* Problem requirements *
Reproduce every line of the listing exactly.

* Data for this task *
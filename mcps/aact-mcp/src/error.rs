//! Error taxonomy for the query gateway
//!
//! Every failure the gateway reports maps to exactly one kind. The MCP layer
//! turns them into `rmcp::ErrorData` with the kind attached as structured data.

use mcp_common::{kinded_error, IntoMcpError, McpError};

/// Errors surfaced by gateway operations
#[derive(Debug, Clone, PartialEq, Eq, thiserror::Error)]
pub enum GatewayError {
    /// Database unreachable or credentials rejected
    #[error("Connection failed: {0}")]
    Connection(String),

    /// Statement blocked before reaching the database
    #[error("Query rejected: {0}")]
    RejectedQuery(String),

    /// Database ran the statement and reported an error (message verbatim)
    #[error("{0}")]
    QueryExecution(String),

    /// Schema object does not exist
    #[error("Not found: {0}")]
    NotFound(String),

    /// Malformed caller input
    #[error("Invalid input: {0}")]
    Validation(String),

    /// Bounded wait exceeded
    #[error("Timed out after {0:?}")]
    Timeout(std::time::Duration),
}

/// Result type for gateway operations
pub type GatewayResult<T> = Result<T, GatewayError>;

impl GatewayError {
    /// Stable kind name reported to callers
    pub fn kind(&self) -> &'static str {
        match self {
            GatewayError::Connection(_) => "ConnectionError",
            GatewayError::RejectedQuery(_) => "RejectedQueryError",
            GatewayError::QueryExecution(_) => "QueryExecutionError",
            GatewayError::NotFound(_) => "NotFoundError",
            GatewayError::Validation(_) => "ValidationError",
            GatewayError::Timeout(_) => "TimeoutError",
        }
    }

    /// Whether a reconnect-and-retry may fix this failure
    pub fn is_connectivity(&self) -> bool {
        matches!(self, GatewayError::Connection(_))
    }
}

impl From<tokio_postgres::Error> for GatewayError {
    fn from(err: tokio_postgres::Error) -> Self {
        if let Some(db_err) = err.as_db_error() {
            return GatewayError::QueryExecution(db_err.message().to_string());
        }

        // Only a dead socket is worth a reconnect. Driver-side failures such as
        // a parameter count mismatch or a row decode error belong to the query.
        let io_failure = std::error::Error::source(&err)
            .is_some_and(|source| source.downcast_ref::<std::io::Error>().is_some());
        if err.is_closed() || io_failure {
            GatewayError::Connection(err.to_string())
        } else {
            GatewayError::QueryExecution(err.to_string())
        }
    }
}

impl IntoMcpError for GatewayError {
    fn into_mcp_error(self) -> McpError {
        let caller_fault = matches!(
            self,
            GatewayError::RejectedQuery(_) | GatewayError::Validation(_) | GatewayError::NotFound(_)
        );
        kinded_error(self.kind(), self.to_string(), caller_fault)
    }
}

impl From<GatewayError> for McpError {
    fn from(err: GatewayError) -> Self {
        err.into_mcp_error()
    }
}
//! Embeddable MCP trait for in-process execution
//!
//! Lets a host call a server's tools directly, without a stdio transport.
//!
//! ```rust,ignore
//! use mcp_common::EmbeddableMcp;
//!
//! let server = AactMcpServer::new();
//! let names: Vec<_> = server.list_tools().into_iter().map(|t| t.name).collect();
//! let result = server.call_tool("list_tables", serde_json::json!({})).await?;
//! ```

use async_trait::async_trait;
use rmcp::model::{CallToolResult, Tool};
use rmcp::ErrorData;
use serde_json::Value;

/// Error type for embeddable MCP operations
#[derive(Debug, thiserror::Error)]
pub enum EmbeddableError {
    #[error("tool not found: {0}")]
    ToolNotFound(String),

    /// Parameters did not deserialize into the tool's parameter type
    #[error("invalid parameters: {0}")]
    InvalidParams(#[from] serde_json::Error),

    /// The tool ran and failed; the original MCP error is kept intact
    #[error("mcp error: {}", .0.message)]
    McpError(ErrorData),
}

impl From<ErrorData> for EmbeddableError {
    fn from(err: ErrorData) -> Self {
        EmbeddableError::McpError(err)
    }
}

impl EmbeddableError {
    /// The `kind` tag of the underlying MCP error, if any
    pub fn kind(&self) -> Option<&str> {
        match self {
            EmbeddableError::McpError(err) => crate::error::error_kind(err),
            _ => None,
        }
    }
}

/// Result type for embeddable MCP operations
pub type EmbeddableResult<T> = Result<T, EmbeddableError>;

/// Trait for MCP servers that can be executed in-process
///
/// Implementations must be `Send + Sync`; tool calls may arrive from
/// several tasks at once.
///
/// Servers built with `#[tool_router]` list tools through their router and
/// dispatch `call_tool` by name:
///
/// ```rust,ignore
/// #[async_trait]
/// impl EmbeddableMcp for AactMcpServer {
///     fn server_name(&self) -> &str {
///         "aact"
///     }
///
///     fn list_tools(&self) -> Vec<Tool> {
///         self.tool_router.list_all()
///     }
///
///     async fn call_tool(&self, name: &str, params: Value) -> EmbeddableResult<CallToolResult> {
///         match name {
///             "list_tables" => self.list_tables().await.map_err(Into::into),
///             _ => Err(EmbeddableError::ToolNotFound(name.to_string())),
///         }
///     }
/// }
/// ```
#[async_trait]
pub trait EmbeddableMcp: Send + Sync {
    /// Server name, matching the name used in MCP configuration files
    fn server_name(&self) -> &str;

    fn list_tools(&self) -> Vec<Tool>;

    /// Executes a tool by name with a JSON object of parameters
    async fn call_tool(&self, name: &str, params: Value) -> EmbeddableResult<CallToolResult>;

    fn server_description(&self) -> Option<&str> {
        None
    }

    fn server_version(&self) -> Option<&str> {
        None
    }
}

* Exercise solution *
filename mcps/aact-mcp/src/error.rs
//! Error taxonomy for the query gateway
//!
//! Every failure the gateway reports maps to exactly one kind. The MCP layer
//! turns them into `rmcp::ErrorData` with the kind attached as structured data.

use mcp_common::{kinded_error, IntoMcpError, McpError};

/// Errors surfaced by gateway operations
#[derive(Debug, Clone, PartialEq, Eq, thiserror::Error)]
pub enum GatewayError {
    /// Database unreachable or credentials rejected
    #[error("Connection failed: {0}")]
    Connection(String),

    /// Statement blocked before reaching the database
    #[error("Query rejected: {0}")]
    RejectedQuery(String),

    /// Database ran the statement and reported an error (message verbatim)
    #[error("{0}")]
    QueryExecution(String),

    /// Schema object does not exist
    #[error("Not found: {0}")]
    NotFound(String),

    /// Malformed caller input
    #[error("Invalid input: {0}")]
    Validation(String),

    /// Bounded wait exceeded
    #[error("Timed out after {0:?}")]
    Timeout(std::time::Duration),
}

/// Result type for gateway operations
pub type GatewayResult<T> = Result<T, GatewayError>;

impl GatewayError {
    /// Stable kind name reported to callers
    pub fn kind(&self) -> &'static str {
        match self {
            GatewayError::Connection(_) => "ConnectionError",
            GatewayError::RejectedQuery(_) => "RejectedQueryError",
            GatewayError::QueryExecution(_) => "QueryExecutionError",
            GatewayError::NotFound(_) => "NotFoundError",
            GatewayError::Validation(_) => "ValidationError",
            GatewayError::Timeout(_) => "TimeoutError",
        }
    }

    /// Whether a reconnect-and-retry may fix this failure
    pub fn is_connectivity(&self) -> bool {
        matches!(self, GatewayError::Connection(_))
    }
}

impl From<tokio_postgres::Error> for GatewayError {
    fn from(err: tokio_postgres::Error) -> Self {
        if let Some(db_err) = err.as_db_error() {
            return GatewayError::QueryExecution(db_err.message().to_string());
        }

        // Only a dead socket is worth a reconnect. Driver-side failures such as
        // a parameter count mismatch or a row decode error belong to the query.
        let io_failure = std::error::Error::source(&err)
            .is_some_and(|source| source.downcast_ref::<std::io::Error>().is_some());
        if err.is_closed() || io_failure {
            GatewayError::Connection(err.to_string())
        } else {
            GatewayError::QueryExecution(err.to_string())
        }
    }
}

impl IntoMcpError for GatewayError {
    fn into_mcp_error(self) -> McpError {
        let caller_fault = matches!(
            self,
            GatewayError::RejectedQuery(_) | GatewayError::Validation(_) | GatewayError::NotFound(_)
        );
        kinded_error(self.kind(), self.to_string(), caller_fault)
    }
}

impl From<GatewayError> for McpError {
    fn from(err: GatewayError) -> Self {
        err.into_mcp_error()
    }
}
//! Embeddable MCP trait for in-process execution
//!
//! Lets a host call a server's tools directly, without a stdio transport.
//!
//! ```rust,ignore
//! use mcp_common::EmbeddableMcp;
//!
//! let server = AactMcpServer::new();
//! let names: Vec<_> = server.list_tools().into_iter().map(|t| t.name).collect();
//! let result = server.call_tool("list_tables", serde_json::json!({})).await?;
//! ```

use async_trait::async_trait;
use rmcp::model::{CallToolResult, Tool};
use rmcp::ErrorData;
use serde_json::Value;

/// Error type for embeddable MCP operations
#[derive(Debug, thiserror::Error)]
pub enum EmbeddableError {
    #[error("tool not found: {0}")]
    ToolNotFound(String),

    /// Parameters did not deserialize into the tool's parameter type
    #[error("invalid parameters: {0}")]
    InvalidParams(#[from] serde_json::Error),

    /// The tool ran and failed; the original MCP error is kept intact
    #[error("mcp error: {}", .0.message)]
    McpError(ErrorData),
}

impl From<ErrorData> for EmbeddableError {
    fn from(err: ErrorData) -> Self {
        EmbeddableError::McpError(err)
    }
}

impl EmbeddableError {
    /// The `kind` tag of the underlying MCP error, if any
    pub fn kind(&self) -> Option<&str> {
        match self {
            EmbeddableError::McpError(err) => crate::error::error_kind(err),
            _ => None,
        }
    }
}

/// Result type for embeddable MCP operations
pub type EmbeddableResult<T> = Result<T, EmbeddableError>;

/// Trait for MCP servers that can be executed in-process
///
/// Implementations must be `Send + Sync`; tool calls may arrive from
/// several tasks at once.
///
/// Servers built with `#[tool_router]` list tools through their router and
/// dispatch `call_tool` by name:
///
/// ```rust,ignore
/// #[async_trait]
/// impl EmbeddableMcp for AactMcpServer {
///     fn server_name(&self) -> &str {
///         "aact"
///     }
///
///     fn list_tools(&self) -> Vec<Tool> {
///         self.tool_router.list_all()
///     }
///
///     async fn call_tool(&self, name: &str, params: Value) -> EmbeddableResult<CallToolResult> {
///         match name {
///             "list_tables" => self.list_tables().await.map_err(Into::into),
///             _ => Err(EmbeddableError::ToolNotFound(name.to_string())),
///         }
///     }
/// }
/// ```
#[async_trait]
pub trait EmbeddableMcp: Send + Sync {
    /// Server name, matching the name used in MCP configuration files
    fn server_name(&self) -> &str;

    fn list_tools(&self) -> Vec<Tool>;

    /// Executes a tool by name with a JSON object of parameters
    async fn call_tool(&self, name: &str, params: Value) -> EmbeddableResult<CallToolResult>;

    fn server_description(&self) -> Option<&str> {
        None
    }

    fn server_version(&self) -> Option<&str> {
        None
    }
}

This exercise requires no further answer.